VPI Problems demonstrated with CUDA Context

Continuation of this thread where I was trying to use a separate cuda context for each thread in order to prevent blocking during cuda mallocs/frees which occur during calls such as vpiImageCreateView. Creating an extra cuda context for each thread/engine significantly improves my performance. If commenting out all the parts of my own code that create/destroy VPI resources and not stuff I’ve allocated myself (cudaMalloc/cudaHostAlloc), my engine is able to start and stop fine, as soon as I start adding some VPI resources, it gets unhappy.

I’ve created a minimal application which just creates a set of threads that create and destroy an engine object which only creates a context and stream, and cleans up during destruction, does nothing else. This is produces the kind of errors that I get in my actual engine and somewhat follows its structure. Currently using latest software stack (Jetpack 5.0.2-b231, libnvvpi 2.1.6).

engine.cpp (691 Bytes)
engine.hpp (1.2 KB)
main.cpp (111 Bytes)
CMakeLists.txt (513 Bytes)

Hi,

It’s expected that CUDA tasks can run parallel with a single process and multi-thread scenario.
Do you observe something different?

On Jetson, one process owns one CUDA context.
GPU resources across different CUDA contexts (processes) are time-slicing and cannot run in parallel.

Thanks.

When running two engines without cuda context process time is ~1s, whereas when wrapping each worker in a separate context results in ~0.8sec. The disparity is increased with more workers. I haven’t looked into MPS before (let alone on jetson, if that’s even a thing).

As mentioned before, most of the time is spend creating views for processing, rather than processing itself, as each view creation in VPI has some malloc/free pair in the backend that I can see with nsight systems, and each worker blocks each other during these malloc/free calls without the extra context.

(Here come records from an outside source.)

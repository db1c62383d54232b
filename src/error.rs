use thiserror::Error;

/// Errors raised while building a task or preparing it for grounding.
///
/// Empty groundings are not errors: a statically inapplicable schema or a
/// fluent precondition with no matching tuples both yield an empty table.
#[derive(Debug, Error)]
pub enum GroundingError {
    #[error("action `{action}` has no parameters; test it with is_ground_applicable instead")]
    GroundSchema { action: String },

    #[error("action `{action}`: negated precondition on `{predicate}` is not supported")]
    NegatedPrecondition { action: String, predicate: String },

    #[error("atom over `{predicate}` has {found} arguments, expected {expected}")]
    ArityMismatch {
        predicate: String,
        expected: usize,
        found: usize,
    },

    #[error("unknown predicate id {0}")]
    UnknownPredicate(u32),

    #[error("unknown object id {0}")]
    UnknownObject(u32),

    #[error("unknown type id {0}")]
    UnknownType(u32),

    #[error("unknown action index {0}")]
    UnknownAction(usize),

    #[error("action `{action}` references parameter ?{index} which it does not declare")]
    ParameterOutOfRange { action: String, index: usize },

    #[error("action `{action}`: equality atom must have exactly two arguments")]
    MalformedEquality { action: String },

    #[error("{kind} `{name}` is declared twice")]
    DuplicateName { kind: &'static str, name: String },

    #[error("invalid configuration: {0}")]
    Config(#[from] serde_json::Error),
}
//! Fact-layer configuration.

use serde::{Deserialize, Serialize};

use crate::error::GroundingError;

/// Controls when [`run_fact_layers`](crate::fact_layer::run_fact_layers) stops.
///
/// Missing JSON fields take their default:
///
/// ```
/// use relground::FactLayerConfig;
///
/// let config = FactLayerConfig::from_json_str(r#"{ "max_passes": 8 }"#).unwrap();
/// assert!(config.stop_at_goal);
/// assert_eq!(config.max_passes, Some(8));
/// ```
#[derive(Clone, Debug, PartialEq, Eq, Serialize, Deserialize)]
#[serde(default)]
pub struct FactLayerConfig {
    /// Stop as soon as every goal literal holds.
    pub stop_at_goal: bool,
    /// Give up after this many passes.
    pub max_passes: Option<usize>,
}

impl Default for FactLayerConfig {
    fn default() -> Self {
        Self {
            stop_at_goal: true,
            max_passes: None,
        }
    }
}

impl FactLayerConfig {
    /// Run to the full fixpoint regardless of the goal.
    pub fn saturate() -> Self {
        Self {
            stop_at_goal: false,
            max_passes: None,
        }
    }

    pub fn from_json_str(json: &str) -> Result<Self, GroundingError> {
        Ok(serde_json::from_str(json)?)
    }

    pub fn to_json_string(&self) -> Result<String, GroundingError> {
        Ok(serde_json::to_string(self)?)
    }
}

#[cfg(test)]
#[path = "tests/config.rs"]
mod tests;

Either way, I presume the cuda driver complaining on shutdown indicates that there must be some issue with VPI.

Hi,

We are going to check your source further.

In case you don’t know, VPI does provide some API that can control the CUDA context (push/pop).
Please check the below doc for details:

https://docs.nvidia.com/vpi/Context_8h.html

Thanks.

I did notice that (rather than the vanila context creation), but vpiContextCreateWrapperCUDA has a note that it doesn’t do anything special, just a standard call to vpiContextCreate. I should probably use it anyway for potential forwards compatibility anyway I guess.

https://docs.nvidia.com/vpi/group__VPI__Context.html#ga59972aa88b37e3f14f01b5ff3c89fd94

Hi,

We have checked your source code and want to double-confirm with you.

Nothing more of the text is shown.